Being a man, and not yet that old a man, I am not worried about my neck. In fact, I could care less about my neck. But as a portrait photographer, I hear everyday many of the complaints that Nora Ephron has about her neck. Once you get old, the neck tells the world that you are old. So Nora has a nice collection of black turtleneck sweaters that hide the offensive neck from public view. I feel sure that it is only women, and very likely only the women themselves, that feel bad about their necks. Most men’s eyes are not drawn to a woman’s neck, young and beautiful or old and sagging to the floor, it doesn’t matter that much. Only, it does to Nora Ephron and other older women.

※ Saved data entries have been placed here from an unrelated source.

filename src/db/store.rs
use async_trait::async_trait;
use chrono::NaiveDate;

use crate::error::PersistenceError;
use crate::models::{AttendanceRecord, SyncStatus};

use super::connection::Database;

/// The ledger contract the punch flow and the reconciliation loop depend on.
#[async_trait]
pub trait AttendanceStore: Send + Sync {
    /// Durably writes a new record. Returns only once the row is committed.
    async fn append(&self, record: &AttendanceRecord) -> Result<(), PersistenceError>;

    /// Every Pending record, oldest timestamp first.
    async fn pending(&self) -> Result<Vec<AttendanceRecord>, PersistenceError>;

    /// Idempotent forward-only status change.
    async fn update_status(&self, record_id: &str, status: SyncStatus)
        -> Result<(), PersistenceError>;

    /// One employee's punches for a local calendar day, ascending.
    async fn records_for_day(
        &self,
        employee_id: &str,
        day: NaiveDate,
    ) -> Result<Vec<AttendanceRecord>, PersistenceError>;

    /// Current status, or `None` for an unknown id.
    async fn status_of(&self, record_id: &str) -> Result<Option<SyncStatus>, PersistenceError>;
}

#[async_trait]
impl AttendanceStore for Database {
    async fn append(&self, record: &AttendanceRecord) -> Result<(), PersistenceError> {
        Ok(self.insert_record(record).await?)
    }

    async fn pending(&self) -> Result<Vec<AttendanceRecord>, PersistenceError> {
        Ok(self.get_pending_records().await?)
    }

    async fn update_status(
        &self,
        record_id: &str,
        status: SyncStatus,
    ) -> Result<(), PersistenceError> {
        if !self.update_sync_status(record_id, status).await? {
            log::debug!("status of {record_id} already at or past {}", status.as_str());
        }
        Ok(())
    }

    async fn records_for_day(
        &self,
        employee_id: &str,
        day: NaiveDate,
    ) -> Result<Vec<AttendanceRecord>, PersistenceError> {
        Ok(self.get_records_for_day(employee_id, day).await?)
    }

    async fn status_of(&self, record_id: &str) -> Result<Option<SyncStatus>, PersistenceError> {
        Ok(self
            .get_record(record_id)
            .await?
            .map(|record| record.sync_status))
    }
}
use std::sync::Arc;

use log::{debug, info, warn};

use crate::db::AttendanceStore;
use crate::error::PunchError;
use crate::models::{AttendanceRecord, RecordType};
use crate::utils::Clock;

use super::worked_hours::worked_hours;

pub const DEFAULT_MIN_WORK_HOURS: f64 = 8.0;

/// Derives which punch an employee is allowed to make next.
pub struct RecordTypeResolver {
    store: Arc<dyn AttendanceStore>,
    clock: Arc<dyn Clock>,
    min_work_hours: f64,
}

impl RecordTypeResolver {
    pub fn new(store: Arc<dyn AttendanceStore>, clock: Arc<dyn Clock>, min_work_hours: f64) -> Self {
        Self {
            store,
            clock,
            min_work_hours,
        }
    }

    pub async fn next_type(&self, employee_id: &str) -> Result<RecordType, PunchError> {
        let today = self.clock.today();
        let records = self.store.records_for_day(employee_id, today).await?;
        debug!(
            "resolving next punch for {employee_id}: {} record(s) on {today}",
            records.len()
        );

        if let Some(anomaly) = sequence_anomaly(&records) {
            warn!("punch history of {employee_id} on {today} is irregular: {anomaly}");
        }

        let Some(last) = records.last() else {
            return Ok(RecordType::Entry);
        };

        match last.record_type {
            RecordType::Exit => Ok(RecordType::Entry),
            RecordType::Entry => Ok(RecordType::BreakStart),
            RecordType::BreakStart => Ok(RecordType::BreakEnd),
            RecordType::BreakEnd => self.validate_exit(employee_id, &records),
        }
    }

    fn validate_exit(
        &self,
        employee_id: &str,
        records: &[AttendanceRecord],
    ) -> Result<RecordType, PunchError> {
        let worked = worked_hours(records, self.clock.now());

        if worked < self.min_work_hours {
            warn!(
                "workday check failed for {employee_id}: minimum {}h, worked {worked:.2}h",
                self.min_work_hours
            );
            return Err(PunchError::BusinessRuleViolation(format!(
                "Minimum workday of {:.1} hours not reached. Total worked: {worked:.2} hours.",
                self.min_work_hours
            )));
        }

        info!("{employee_id} worked {worked:.2}h today; exit allowed");
        Ok(RecordType::Exit)
    }
}

/// Describes the first place a day's punches leave the Entry, BreakStart,
/// BreakEnd, Exit cycle or fail to move forward in time.
///
/// Only a diagnostic: the next punch is decided from the last record alone, so
/// a device clock stepping backwards does not lock the employee out.
fn sequence_anomaly(records: &[AttendanceRecord]) -> Option<String> {
    let mut expected = RecordType::Entry;
    let mut previous: Option<&AttendanceRecord> = None;

    for record in records {
        if record.record_type != expected {
            return Some(format!(
                "record {} is {} but {} was expected",
                record.id,
                record.record_type.as_str(),
                expected.as_str()
            ));
        }
        if let Some(prev) = previous {
            if record.timestamp <= prev.timestamp {
                return Some(format!(
                    "record {} is not later than record {}",
                    record.id, prev.id
                ));
            }
        }
        expected = record.record_type.successor();
        previous = Some(record);
    }

    None
}

#[cfg(test)]
mod tests {
    use super::*;
    use crate::db::testing::MemoryStore;
    use crate::models::SyncStatus;
    use crate::utils::clock::testing::FixedClock;
    use chrono::{DateTime, Duration, Local, TimeZone, Utc};

    fn evening() -> DateTime<Utc> {
        Local
            .with_ymd_and_hms(2026, 3, 10, 18, 0, 0)
            .unwrap()
            .with_timezone(&Utc)
    }

    fn punch(id: &str, at: DateTime<Utc>, record_type: RecordType) -> AttendanceRecord {
        AttendanceRecord {
            id: id.into(),
            employee_id: "e1".into(),
            timestamp: at,
            record_type,
            location: "Main Office".into(),
            photo_ref: String::new(),
            sync_status: SyncStatus::Pending,
        }
    }

    fn resolver_with(records: Vec<AttendanceRecord>) -> RecordTypeResolver {
        let store = Arc::new(MemoryStore::with_records(records));
        let clock = Arc::new(FixedClock::at(evening()));
        RecordTypeResolver::new(store, clock, DEFAULT_MIN_WORK_HOURS)
    }

    #[tokio::test]
    async fn first_punch_of_the_day_is_entry() {
        let resolver = resolver_with(vec![]);
        assert_eq!(resolver.next_type("e1").await.unwrap(), RecordType::Entry);
    }

    #[tokio::test]
    async fn entry_then_break_start_then_break_end() {
        let now = evening();
        let resolver = resolver_with(vec![punch("a", now - Duration::hours(3), RecordType::Entry)]);
        assert_eq!(resolver.next_type("e1").await.unwrap(), RecordType::BreakStart);

        let resolver = resolver_with(vec![
            punch("a", now - Duration::hours(3), RecordType::Entry),
            punch("b", now - Duration::hours(1), RecordType::BreakStart),
        ]);
        assert_eq!(resolver.next_type("e1").await.unwrap(), RecordType::BreakEnd);
    }

    #[tokio::test]
    async fn exit_allowed_after_nine_hours() {
        let now = evening();
        let resolver = resolver_with(vec![
            punch("a", now - Duration::hours(9), RecordType::Entry),
            punch("b", now - Duration::hours(5), RecordType::BreakStart),
            punch("c", now - Duration::hours(4), RecordType::BreakEnd),
        ]);
        assert_eq!(resolver.next_type("e1").await.unwrap(), RecordType::Exit);
    }

    #[tokio::test]
    async fn exactly_eight_hours_passes() {
        let now = evening();
        let resolver = resolver_with(vec![
            punch("a", now - Duration::hours(10), RecordType::Entry),
            punch("b", now - Duration::hours(6), RecordType::BreakStart),
            punch("c", now - Duration::hours(4), RecordType::BreakEnd),
        ]);
        // 4h before the break plus 4h since it ended.
        assert_eq!(resolver.next_type("e1").await.unwrap(), RecordType::Exit);
    }

    #[tokio::test]
    async fn short_day_blocks_exit_with_totals_in_message() {
        let now = evening();
        let resolver = resolver_with(vec![
            punch("a", now - Duration::hours(7), RecordType::Entry),
            punch("b", now - Duration::hours(3), RecordType::BreakStart),
            punch("c", now - Duration::hours(2), RecordType::BreakEnd),
        ]);

        match resolver.next_type("e1").await {
            Err(PunchError::BusinessRuleViolation(message)) => {
                assert!(message.contains("8.0"), "{message}");
                assert!(message.contains("6.00"), "{message}");
            }
            other => panic!("expected business rule violation, got {other:?}"),
        }
    }

    #[tokio::test]
    async fn after_exit_a_new_cycle_starts() {
        let now = evening();
        let resolver = resolver_with(vec![
            punch("a", now - Duration::hours(10), RecordType::Entry),
            punch("b", now - Duration::hours(6), RecordType::BreakStart),
            punch("c", now - Duration::hours(5), RecordType::BreakEnd),
            punch("d", now - Duration::hours(1), RecordType::Exit),
        ]);
        assert_eq!(resolver.next_type("e1").await.unwrap(), RecordType::Entry);
    }

    #[tokio::test]
    async fn clock_stepping_back_does_not_block_the_next_punch() {
        let now = evening();
        let resolver = resolver_with(vec![
            punch("a", now - Duration::hours(2), RecordType::Entry),
            punch(
                "b",
                now - Duration::hours(2) - Duration::minutes(1),
                RecordType::BreakStart,
            ),
        ]);
        // Ordered by time the entry is now the latest punch.
        assert_eq!(resolver.next_type("e1").await.unwrap(), RecordType::BreakStart);
    }

    #[tokio::test]
    async fn irregular_history_is_resolved_from_the_last_punch() {
        let now = evening();
        let resolver = resolver_with(vec![
            punch("a", now - Duration::hours(3), RecordType::Entry),
            punch("b", now - Duration::hours(2), RecordType::Entry),
        ]);
        assert_eq!(resolver.next_type("e1").await.unwrap(), RecordType::BreakStart);

        let resolver = resolver_with(vec![punch("a", now - Duration::hours(1), RecordType::BreakEnd)]);
        assert!(matches!(
            resolver.next_type("e1").await,
            Err(PunchError::BusinessRuleViolation(_))
        ));
    }

    #[test]
    fn anomalies_are_described() {
        let now = evening();
        assert_eq!(
            sequence_anomaly(&[
                punch("a", now - Duration::hours(3), RecordType::Entry),
                punch("b", now - Duration::hours(2), RecordType::BreakStart),
            ]),
            None
        );

        let out_of_cycle = sequence_anomaly(&[punch("a", now, RecordType::BreakStart)]).unwrap();
        assert!(out_of_cycle.contains("Entry was expected"), "{out_of_cycle}");

        let backwards = sequence_anomaly(&[
            punch("a", now, RecordType::Entry),
            punch("b", now - Duration::minutes(1), RecordType::BreakStart),
        ])
        .unwrap();
        assert!(backwards.contains("not later than"), "{backwards}");
    }

    #[tokio::test]
    async fn other_employees_do_not_affect_the_cycle() {
        let now = evening();
        let mut other = punch("x", now - Duration::hours(2), RecordType::Entry);
        other.employee_id = "e2".into();
        let resolver = resolver_with(vec![other]);
        assert_eq!(resolver.next_type("e1").await.unwrap(), RecordType::Entry);
        assert_eq!(resolver.next_type("e2").await.unwrap(), RecordType::BreakStart);
    }

    #[tokio::test]
    async fn store_failure_surfaces_as_persistence_error() {
        let store = Arc::new(MemoryStore::default());
        store.fail_reads(true);
        let resolver = RecordTypeResolver::new(
            store,
            Arc::new(FixedClock::at(evening())),
            DEFAULT_MIN_WORK_HOURS,
        );
        assert!(matches!(
            resolver.next_type("e1").await,
            Err(PunchError::Persistence(_))
        ));
    }
}
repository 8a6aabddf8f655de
use std::sync::Arc;

use anyhow::{bail, Context, Result};
use log::info;
use tokio::task::JoinHandle;
use tokio::time::Duration;
use tokio_util::sync::CancellationToken;

use super::outbox::Outbox;
use super::worker::reconciliation_loop;

/// Owns the background reconciliation task.
pub struct ReconciliationController {
    handle: Option<JoinHandle<()>>,
    cancel_token: Option<CancellationToken>,
}

impl ReconciliationController {
    pub fn new() -> Self {
        Self {
            handle: None,
            cancel_token: None,
        }
    }

    pub fn is_running(&self) -> bool {
        self.handle.is_some()
    }

    pub fn start(&mut self, outbox: Arc<Outbox>, interval: Duration) -> Result<()> {
        if self.handle.is_some() {
            bail!("reconciliation already running");
        }

        let cancel_token = CancellationToken::new();
        let handle = tokio::spawn(reconciliation_loop(outbox, interval, cancel_token.clone()));

        self.handle = Some(handle);
        self.cancel_token = Some(cancel_token);
        Ok(())
    }

    /// Cancels the loop and waits for it to exit. A record already being
    /// delivered finishes first; the rest of the backlog waits for the next run.
    pub async fn stop(&mut self) -> Result<()> {
        if let Some(token) = self.cancel_token.take() {
            token.cancel();
        }

        if let Some(handle) = self.handle.take() {
            handle
                .await
                .context("reconciliation task failed to join")?;
            info!("reconciliation stopped");
        }
        Ok(())
    }
}

impl Default for ReconciliationController {
    fn default() -> Self {
        Self::new()
    }
}
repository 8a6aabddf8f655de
mod resolver;
mod worked_hours;

pub use resolver::{RecordTypeResolver, DEFAULT_MIN_WORK_HOURS};
pub use worked_hours::{worked_duration, worked_hours};
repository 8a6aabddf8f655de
use std::path::{Path, PathBuf};

use anyhow::{Context, Result};
use chrono::{DateTime, Local, Utc};

/// Archive of accepted punch photos. The returned path becomes the record's `photo_ref`.
#[derive(Debug, Clone)]
pub struct PhotoStore {
    dir: PathBuf,
}

impl PhotoStore {
    pub fn new(dir: PathBuf) -> Self {
        Self { dir }
    }

    pub fn dir(&self) -> &Path {
        &self.dir
    }

    pub fn save(
        &self,
        employee_id: &str,
        record_id: &str,
        taken_at: DateTime<Utc>,
        frame: &[u8],
    ) -> Result<PathBuf> {
        std::fs::create_dir_all(&self.dir)
            .with_context(|| format!("failed to create photo directory {}", self.dir.display()))?;

        let extension = image::guess_format(frame)
            .ok()
            .and_then(|format| format.extensions_str().first().copied())
            .unwrap_or("img");
        let file_name = format!(
            "punch_{}_{}_{}.{extension}",
            sanitize(employee_id),
            taken_at.with_timezone(&Local).format("%Y%m%d%H%M%S"),
            record_id.chars().take(8).collect::<String>(),
        );
        let path = self.dir.join(file_name);

        std::fs::write(&path, frame)
            .with_context(|| format!("failed to write photo {}", path.display()))?;
        Ok(path)
    }
}

fn sanitize(value: &str) -> String {
    value
        .chars()
        .map(|c| if c.is_ascii_alphanumeric() || c == '-' || c == '_' { c } else { '_' })
        .collect()
}
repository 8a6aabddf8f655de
mod records;
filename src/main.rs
#[tokio::main]
async fn main() -> anyhow::Result<()> {
    timeclock_lib::run().await
}
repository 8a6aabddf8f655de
use std::collections::HashSet;
use std::sync::{Arc, Mutex};

use chrono::Utc;
use log::{debug, info};

use crate::db::AttendanceStore;
use crate::error::PersistenceError;
use crate::events::{self, EventSender, PunchEvent};
use crate::models::{AttendanceRecord, SyncStatus};

use super::client::SyncClient;

#[derive(Debug, Clone, Copy, PartialEq, Eq)]
pub enum Delivery {
    /// Accepted remotely and marked Synced.
    Synced,
    /// Submission failed; the record stays queued.
    Pending,
    /// Another actor already delivered it.
    AlreadySynced,
    /// Another actor is delivering it right now.
    InFlight,
}

/// Delivery side of the local outbox, shared by the punch flow and the
/// reconciliation loop.
///
/// A record is only ever submitted under a per-record lease, and its status
/// is re-read under that lease, so the two actors never send the same
/// Pending record at the same time or re-send one the other already delivered.
pub struct Outbox {
    store: Arc<dyn AttendanceStore>,
    client: Arc<SyncClient>,
    events: EventSender,
    in_flight: Mutex<HashSet<String>>,
}

impl Outbox {
    pub fn new(store: Arc<dyn AttendanceStore>, client: Arc<SyncClient>, events: EventSender) -> Self {
        Self {
            store,
            client,
            events,
            in_flight: Mutex::new(HashSet::new()),
        }
    }

    pub async fn pending(&self) -> Result<Vec<AttendanceRecord>, PersistenceError> {
        self.store.pending().await
    }

    pub async fn deliver(&self, record: &AttendanceRecord) -> Result<Delivery, PersistenceError> {
        let Some(_lease) = Lease::acquire(&self.in_flight, &record.id) else {
            debug!("record {} already being delivered; skipping", record.id);
            return Ok(Delivery::InFlight);
        };

        if self.store.status_of(&record.id).await? == Some(SyncStatus::Synced) {
            return Ok(Delivery::AlreadySynced);
        }

        if !self.client.send(record).await {
            return Ok(Delivery::Pending);
        }

        self.store.update_status(&record.id, SyncStatus::Synced).await?;
        info!("record {} of {} synced", record.id, record.employee_id);
        events::emit(
            &self.events,
            PunchEvent::Synced {
                record_id: record.id.clone(),
                employee_id: record.employee_id.clone(),
                at: Utc::now(),
            },
        );
        Ok(Delivery::Synced)
    }
}

struct Lease<'a> {
    set: &'a Mutex<HashSet<String>>,
    id: String,
}

impl<'a> Lease<'a> {
    fn acquire(set: &'a Mutex<HashSet<String>>, id: &str) -> Option<Self> {
        let mut guard = match set.lock() {
            Ok(guard) => guard,
            Err(poisoned) => poisoned.into_inner(),
        };
        guard.insert(id.to_string()).then(|| Self {
            set,
            id: id.to_string(),
        })
    }
}

impl Drop for Lease<'_> {
    fn drop(&mut self) {
        let mut guard = match self.set.lock() {
            Ok(guard) => guard,
            Err(poisoned) => poisoned.into_inner(),
        };
        guard.remove(&self.id);
    }
}
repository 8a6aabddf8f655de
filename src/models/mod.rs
mod record;

pub use record::{AttendanceRecord, RecordType, SyncStatus};
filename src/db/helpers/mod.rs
use anyhow::{anyhow, Context, Result};
use chrono::{DateTime, SecondsFormat, Utc};

use crate::models::{RecordType, SyncStatus};

/// Fixed-width UTC form so that `ORDER BY timestamp` sorts chronologically.
pub fn format_timestamp(value: &DateTime<Utc>) -> String {
    value.to_rfc3339_opts(SecondsFormat::Micros, true)
}

pub fn parse_datetime(value: &str, field: &str) -> Result<DateTime<Utc>> {
    DateTime::parse_from_rfc3339(value)
        .map(|dt| dt.with_timezone(&Utc))
        .with_context(|| format!("failed to parse {field}"))
}

pub fn parse_record_type(value: &str) -> Result<RecordType> {
    match value {
        "Entry" => Ok(RecordType::Entry),
        "BreakStart" => Ok(RecordType::BreakStart),
        "BreakEnd" => Ok(RecordType::BreakEnd),
        "Exit" => Ok(RecordType::Exit),
        other => Err(anyhow!("unknown record type {other}")),
    }
}

pub fn parse_sync_status(value: &str) -> Result<SyncStatus> {
    match value {
        "Pending" => Ok(SyncStatus::Pending),
        "Synced" => Ok(SyncStatus::Synced),
        other => Err(anyhow!("unknown sync status {other}")),
    }
}
mod connection;
mod helpers;
mod migrations;
mod repositories;
mod store;

pub use connection::Database;
pub use store::AttendanceStore;

#[cfg(test)]
pub(crate) use store::testing;
use std::{
    panic::{self, AssertUnwindSafe},
    path::{Path, PathBuf},
    sync::{mpsc, Arc, Mutex, MutexGuard},
    thread::{self, JoinHandle},
    time::Duration,
};

use anyhow::{anyhow, bail, Context, Result};
use log::{error, info, warn};
use rusqlite::{Connection, Transaction, TransactionBehavior};
use tokio::sync::oneshot;

use super::migrations;

const BUSY_TIMEOUT: Duration = Duration::from_secs(5);

type Job = Box<dyn FnOnce(&mut Connection) + Send + 'static>;

/// Handle to the attendance ledger.
///
/// The connection lives on one thread that runs queued jobs in order, so writes
/// never interleave and readers only ever see committed rows. Clones share the
/// thread; it drains its queue and closes the file when the last clone drops.
#[derive(Clone)]
pub struct Database {
    shared: Arc<Shared>,
}

struct Shared {
    path: PathBuf,
    jobs: Mutex<Option<mpsc::Sender<Job>>>,
    worker: Mutex<Option<JoinHandle<()>>>,
}

impl Database {
    /// Opens (or creates) the ledger at `path`, brings its schema up to date and
    /// verifies the file before any punch can be written to it.
    pub fn open(path: PathBuf) -> Result<Self> {
        let conn = open_ledger(&path)?;

        let (jobs, inbox) = mpsc::channel::<Job>();
        let worker = thread::Builder::new()
            .name("timeclock-ledger".into())
            .spawn(move || serve(conn, inbox))
            .context("failed to spawn ledger thread")?;

        info!("ledger open at {}", path.display());
        Ok(Self {
            shared: Arc::new(Shared {
                path,
                jobs: Mutex::new(Some(jobs)),
                worker: Mutex::new(Some(worker)),
            }),
        })
    }

    pub fn path(&self) -> &Path {
        &self.shared.path
    }

    /// False once the ledger thread has exited.
    pub fn is_running(&self) -> bool {
        lock(&self.shared.worker)
            .as_ref()
            .is_some_and(|handle| !handle.is_finished())
    }

    pub async fn execute<F, T>(&self, task: F) -> Result<T>
    where
        F: FnOnce(&mut Connection) -> Result<T> + Send + 'static,
        T: Send + 'static,
    {
        let (reply, answer) = oneshot::channel();
        self.submit(Box::new(move |conn| {
            // The caller may have given up waiting; the work is done either way.
            let _ = reply.send(task(conn));
        }))?;

        answer
            .await
            .map_err(|_| anyhow!("ledger job for {} did not complete", self.path().display()))?
    }

    /// Runs `task` inside an immediate transaction. Nothing it wrote survives
    /// unless it returns `Ok`.
    pub async fn write<F, T>(&self, task: F) -> Result<T>
    where
        F: FnOnce(&Transaction<'_>) -> Result<T> + Send + 'static,
        T: Send + 'static,
    {
        self.execute(move |conn| {
            let tx = conn
                .transaction_with_behavior(TransactionBehavior::Immediate)
                .context("failed to begin ledger transaction")?;
            let value = task(&tx)?;
            tx.commit().context("failed to commit ledger transaction")?;
            Ok(value)
        })
        .await
    }

    fn submit(&self, job: Job) -> Result<()> {
        let jobs = lock(&self.shared.jobs);
        let sender = jobs
            .as_ref()
            .ok_or_else(|| anyhow!("ledger is closed"))?;
        sender
            .send(job)
            .map_err(|_| anyhow!("ledger thread has stopped"))
    }
}

impl Drop for Shared {
    fn drop(&mut self) {
        // Closing the queue lets the thread finish what is queued and exit.
        self.jobs
            .get_mut()
            .unwrap_or_else(|poisoned| poisoned.into_inner())
            .take();

        let worker = self
            .worker
            .get_mut()
            .unwrap_or_else(|poisoned| poisoned.into_inner())
            .take();
        if let Some(handle) = worker {
            if handle.join().is_err() {
                error!("ledger thread for {} panicked", self.path.display());
            }
        }
    }
}

fn open_ledger(path: &Path) -> Result<Connection> {
    if let Some(parent) = path.parent() {
        std::fs::create_dir_all(parent)
            .with_context(|| format!("failed to create ledger directory {}", parent.display()))?;
    }

    let mut conn = Connection::open(path)
        .with_context(|| format!("failed to open ledger {}", path.display()))?;

    let mode: String = conn
        .pragma_update_and_check(None, "journal_mode", "WAL", |row| row.get(0))
        .with_context(|| format!("{} is not a usable SQLite ledger", path.display()))?;
    if !mode.eq_ignore_ascii_case("wal") {
        warn!("ledger journal mode is {mode}; concurrent readers will block on writes");
    }
    // A punch is reported as recorded only after its commit reached the disk.
    conn.pragma_update(None, "synchronous", "FULL")
        .context("failed to set synchronous=FULL")?;
    conn.busy_timeout(BUSY_TIMEOUT)
        .context("failed to set busy timeout")?;

    migrations::migrate(&mut conn)?;

    let check: String = conn
        .query_row("PRAGMA quick_check", [], |row| row.get(0))
        .context("failed to run integrity check")?;
    if check != "ok" {
        bail!("ledger {} failed its integrity check: {check}", path.display());
    }

    Ok(conn)
}

fn serve(mut conn: Connection, inbox: mpsc::Receiver<Job>) {
    for job in inbox {
        // A panicking job loses its own reply but must not take the ledger down.
        if panic::catch_unwind(AssertUnwindSafe(|| job(&mut conn))).is_err() {
            error!("ledger job panicked; continuing with the next one");
        }
    }

    if let Err((_, err)) = conn.close() {
        error!("ledger did not close cleanly: {err}");
    }
    info!("ledger thread stopped");
}

fn lock<T>(mutex: &Mutex<T>) -> MutexGuard<'_, T> {
    mutex.lock().unwrap_or_else(|poisoned| poisoned.into_inner())
}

Nora Ephron wrote When Harry Met Sally and Silkwood and has a number of books under her belt. After laughing out loud at I Feel Bad About My Neck more than once, I will be looking for more of her books. This collection of essays is pretty short for an audio book, only three discs. These little tales are sprinkled with advice, from her mother, from her lawyer, from seemingly random people in her life-most of the advice she later learns is not all that sound. But you never know-do you?
She talks about life and death and renting vs buying. We’re all going to die. We all know this, but none of really believe it. Somehow, they are going to find a cure for death before our number comes up. Only, well, they won’t. The last chapter in I Feel Bad About My Neck talks about the losses we all go through as we get older. Nora Ephron talks about the loss of friends, music, and the world at large as it is handed off like a relay baton to the next generation. But Boomer want to hang on to that baton as long as they can. In fact, you’ll have to pry it from our cold, dead fingers.
At least, that’s the feeling I got from Nora Ephron.